Der Nachweis der Testsubstanz erfolgt nach der BRATTON-MARSHALL-Methode (1939) in der Modifikation von SMITH et al. (1945) und BORNSCHEIN (1977). Einige Medikamente (Sulfonamide), sowie PABA-haltige Lebensmittel können die photometrische PABA-Bestimmung stören, da ein positiver Nachweis bei allen Derivaten des 4-Amino-phenols mit freier Aminogruppe zu erwarten ist (ARVANITAKIS u. COOKE 1978;

MÜLLER et al. 1984). Die BRATTON-MARSCHALL-Methode stellt mit 100 % Wiederfindung im Urin/Harn und Serum die geeignetste Methode zur Bestimmung der PABA-Konzentration im Serum oder Harn/Urin dar (MÜLLER et al. 1984). Als weitere Nachweismethoden kommen die Bestimmung mit 4-Dimethylaminozimtaldehyd (YAMAMOTO et al. 1979), die Analyse mit Flurescamin (UDENFRIED et al. 1972) sowie der chromatographische Nachweis (ITO et al. 1982) in Betracht, die hier aber nicht weiter erläutert werden sollen.
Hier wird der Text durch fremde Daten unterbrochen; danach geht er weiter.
impl AiEntry {
    /// Sum of the mandatory components' minimum lengths.
    #[must_use]
    pub fn min_length(&self) -> usize {
        self.components
            .iter()
            .filter(|c| c.mandatory)
            .map(|c| c.min)
            .sum()
    }

    /// Sum of all components' maximum lengths.
    #[must_use]
    pub fn max_length(&self) -> usize {
        self.components.iter().map(|c| c.max).sum()
    }

    #[must_use]
    pub fn is_dl_primary_key(&self) -> bool {
        self.dl_key_chains.is_some()
    }

    /// Full value validation: length window, then per-component
    /// character-set and additional linters, first failure wins.
    pub(crate) fn check_value(&self, value: &str) -> Result<(), Error> {
        let ai = || self.ai.clone();
        if value.is_empty() {
            return Err(Error::AiDataEmpty { ai: ai() });
        }
        if value.contains('^') {
            return Err(Error::AiValueContainsFnc1 { ai: ai() });
        }
        if value.len() < self.min_length() || value.len() > self.max_length() {
            return Err(Error::AiDataHasIncorrectLength { ai: ai() });
        }
        let mut off = 0;
        for comp in &self.components {
            let remaining = value.len() - off;
            if remaining == 0 {
                if comp.mandatory {
                    return Err(Error::AiDataHasIncorrectLength { ai: ai() });
                }
                break;
            }
            let take = remaining.min(comp.max);
            if take < comp.min {
                return Err(Error::AiDataHasIncorrectLength { ai: ai() });
            }
            let slice = &value.as_bytes()[off..off + take];
            let lints = std::iter::once(None)
                .chain(comp.linters.iter().map(Some))
                .map(|l| match l {
                    None => comp.cset.check(slice),
                    Some(l) => l.check(slice),
                });
            for result in lints {
                if let Err(failure) = result {
                    return Err(Error::Lint {
                        ai: ai(),
                        code: failure.code,
                        markup: lint::markup(&self.ai, value, off + failure.pos, failure.len),
                    });
                }
            }
            off += take;
        }
        if off < value.len() {
            return Err(Error::AiDataHasIncorrectLength { ai: ai() });
        }
        Ok(())
    }
}

/// Dictionary load failures. All are fatal to the load; the embedded
/// default table remains available as a fallback.
#[derive(Debug, Clone, PartialEq, Eq)]
pub enum DictionaryError {
    BadAiCode { ai: String },
    DuplicateAiCode { ai: String },
    /// Two AIs sharing a 2-digit prefix declare different code lengths
    ConflictingPrefixLength { prefix: String },
    BadComponentSpec { ai: String, spec: String },
    UnknownLinter { ai: String, name: String },
    BadAttribute { ai: String, attr: String },
}

impl fmt::Display for DictionaryError {
    fn fmt(&self, f: &mut fmt::Formatter<'_>) -> fmt::Result {
        match self {
            Self::BadAiCode { ai } => write!(f, "AI code `{ai}` is not 2 to 4 digits"),
            Self::DuplicateAiCode { ai } => write!(f, "AI `{ai}` defined twice"),
            Self::ConflictingPrefixLength { prefix } => {
                write!(f, "AIs with prefix `{prefix}` declare different lengths")
            }
            Self::BadComponentSpec { ai, spec } => {
                write!(f, "AI `{ai}` has a malformed component spec `{spec}`")
            }
            Self::UnknownLinter { ai, name } => {
                write!(f, "AI `{ai}` names an unknown linter `{name}`")
            }
            Self::BadAttribute { ai, attr } => {
                write!(f, "AI `{ai}` has a malformed attribute `{attr}`")
            }
        }
    }
}

impl error::Error for DictionaryError {}

/// The immutable AI table: sorted entries plus the derived
/// length-by-prefix index.
#[derive(Debug, Clone)]
pub struct AiDictionary {
    entries: Vec<Arc<AiEntry>>,
    length_by_prefix: [u8; 100],
}

impl Default for AiDictionary {
    /// The embedded GenSpecs table. Its well-formedness is pinned by a
    /// unit test, so the load cannot fail here.
    fn default() -> Self {
        Self::from_rows(ais::DEFAULT_AIS).expect("embedded AI table is well-formed")
    }
}

impl AiDictionary {
    /// Builds a dictionary from compact table rows of the form
    /// `(code, fnc1, component spec, attributes)`.
    pub fn from_rows(
        rows: &[(&str, bool, &str, &str)],
    ) -> Result<Self, DictionaryError> {
        let mut entries = Vec::with_capacity(rows.len());
        for &(ai, fnc1, spec, attrs) in rows {
            entries.push(Arc::new(parse_row(ai, fnc1, spec, attrs)?));
        }
        entries.sort_by(|a, b| a.ai.cmp(&b.ai));
        if let Some(w) = entries.windows(2).find(|w| w[0].ai == w[1].ai) {
            return Err(DictionaryError::DuplicateAiCode { ai: w[0].ai.clone() });
        }
        let mut length_by_prefix = [0u8; 100];
        for entry in &entries {
            let pp = prefix_index(entry.ai.as_bytes());
            let len = entry.ai.len() as u8;
            if length_by_prefix[pp] != 0 && length_by_prefix[pp] != len {
                return Err(DictionaryError::ConflictingPrefixLength {
                    prefix: entry.ai[..2].to_string(),
                });
            }
            length_by_prefix[pp] = len;
        }
        Ok(Self {
            entries,
            length_by_prefix,
        })
    }

    pub(crate) fn entries(&self) -> &[Arc<AiEntry>] {
        &self.entries
    }

    /// The AI code length declared for `data`'s 2-digit prefix, or 0.
    pub(crate) fn declared_length(&self, data: &str) -> usize {
        let bytes = data.as_bytes();
        if bytes.len() < 2 || !bytes[0].is_ascii_digit() || !bytes[1].is_ascii_digit() {
            return 0;
        }
        self.length_by_prefix[prefix_index(bytes)] as usize
    }

    /// Resolves the AI at the start of `data`.
    ///
    /// With `exact_len == 0` the code length is inferred from the table;
    /// otherwise the match must have exactly that length. When
    /// `permit_unknown` is set, unrecognised codes are vivified into
    /// pseudo-entries subject to the prefix-length rules. Pure: reads
    /// only the dictionary and its arguments.
    pub fn lookup(
        &self,
        data: &str,
        exact_len: usize,
        permit_unknown: bool,
    ) -> Option<Arc<AiEntry>> {
        let bytes = data.as_bytes();
        if exact_len > 0 && !(MIN_AI_LEN..=MAX_AI_LEN).contains(&exact_len) {
            return None;
        }
        let need = exact_len.max(MIN_AI_LEN);
        if bytes.len() < need || !bytes[..need].iter().all(u8::is_ascii_digit) {
            return None;
        }

        if let Ok(idx) = self
            .entries
            .binary_search_by(|e| cmp_code_prefix(&e.ai, data))
        {
            let entry = &self.entries[idx];
            if exact_len == 0 || exact_len == entry.ai.len() {
                return Some(Arc::clone(entry));
            }
            return None;
        }

        if !permit_unknown {
            return None;
        }
        // Never vivify a code that is a proper prefix of a known AI.
        if exact_len > 0 && self.has_code_with_prefix(&data[..exact_len]) {
            return None;
        }
        let pp = prefix_index(bytes);
        let fnc1 = !ais::FIXED_VALUE_PREFIX[pp];
        let declared = self.length_by_prefix[pp] as usize;
        if declared != 0 {
            if exact_len != 0 && declared != exact_len {
                return None;
            }
            if bytes.len() < declared || !bytes[..declared].iter().all(u8::is_ascii_digit) {
                return None;
            }
            return Some(Arc::new(unknown_entry(&data[..declared], fnc1)));
        }
        if exact_len != 0 {
            return Some(Arc::new(unknown_entry(&data[..exact_len], fnc1)));
        }
        // Prefix length indeterminate: the generic unknown pseudo-entry.
        Some(Arc::new(unknown_entry("", fnc1)))
    }

    fn has_code_with_prefix(&self, prefix: &str) -> bool {
        self.entries
            .binary_search_by(|e| {
                if e.ai.starts_with(prefix) {
                    Ordering::Equal
                } else {
                    e.ai.as_str().cmp(prefix)
                }
            })
            .is_ok()
    }
}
Einsatzmöglichkeiten des NBT-PABA-Tests

Der Pankreasfunktionstest kann zur Verlaufs- oder Therapiekontrolle genutzt werden (LANG et al. 1980; DOCKTER u. SITZMANN 1980; KIMURA et al. 1981; SCHARPE u. ILIANO 1987). CAVALLINI et al. (1985) gehen hingegen davon aus, dass eine Unterscheidung zwischen einer leichten und moderaten Pankreasinsuffizienz nicht möglich ist. Bei Patienten mit einer verbleibenden Enzymsekretion von 5-10 % kann keine zuverlässige Diagnose mit Hilfe des NBT-PABA-Tests gestellt werden (WEIZMANN et al. 1985). Der geringe therapeutische Nutzen und der enorme Aufwand, den der Test mit sich bringt, rechtfertigen keinen Einsatz in der Praxis (CAVALLINI et al. 1985). Eine Differenzierung von normaler und gestörter Pankreasfunktion gelingt mit dem Stuhlchymotrypsin-Test besser als mit dem NBT-PABA-Test (BÜHLER u. AMMANN 1979). Der PABA-Test kann nicht nur für die Pankreasfunktionsdiagnostik verwendet werden, sondern auch für die Bestimmung der Veränderung der proteolytischen Aktivität durch antinutritive Substanzen in der Nahrung (KASTEL et al. 1996).